Collected data entries:

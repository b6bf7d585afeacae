//! Fermentable model
//!
//! Grains, extracts, and sugars, plus the grist-percentage calculation.

use serde::{Deserialize, Serialize};

/// A fermentable ingredient
#[derive(Debug, Clone, Default, Serialize, Deserialize)]
pub struct Fermentable {
    pub name: String,
    /// Amount in kilograms
    pub amount: f64,
}

impl Fermentable {
    /// Share of the total grist as a percentage
    ///
    /// A zero total yields 0.0 for every item rather than dividing by zero.
    pub fn percentage(&self, total: f64) -> f64 {
        if total == 0.0 {
            0.0
        } else {
            self.amount / total * 100.0
        }
    }
}

/// Total fermentable weight in kilograms
pub fn total_weight(fermentables: &[Fermentable]) -> f64 {
    fermentables.iter().map(|f| f.amount).sum()
}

> _EXERCISE BRIEF_: Please copy out the data above exactly.

> _ANSWER SPACE_:
repository b6bf7d585afeacae
//! Fermentable model
//!
//! Grains, extracts, and sugars, plus the grist-percentage calculation.

use serde::{Deserialize, Serialize};

/// A fermentable ingredient
#[derive(Debug, Clone, Default, Serialize, Deserialize)]
pub struct Fermentable {
    pub name: String,
    /// Amount in kilograms
    pub amount: f64,
}

impl Fermentable {
    /// Share of the total grist as a percentage
    ///
    /// A zero total yields 0.0 for every item rather than dividing by zero.
    pub fn percentage(&self, total: f64) -> f64 {
        if total == 0.0 {
            0.0
        } else {
            self.amount / total * 100.0
        }
    }
}

/// Total fermentable weight in kilograms
pub fn total_weight(fermentables: &[Fermentable]) -> f64 {
    fermentables.iter().map(|f| f.amount).sum()
}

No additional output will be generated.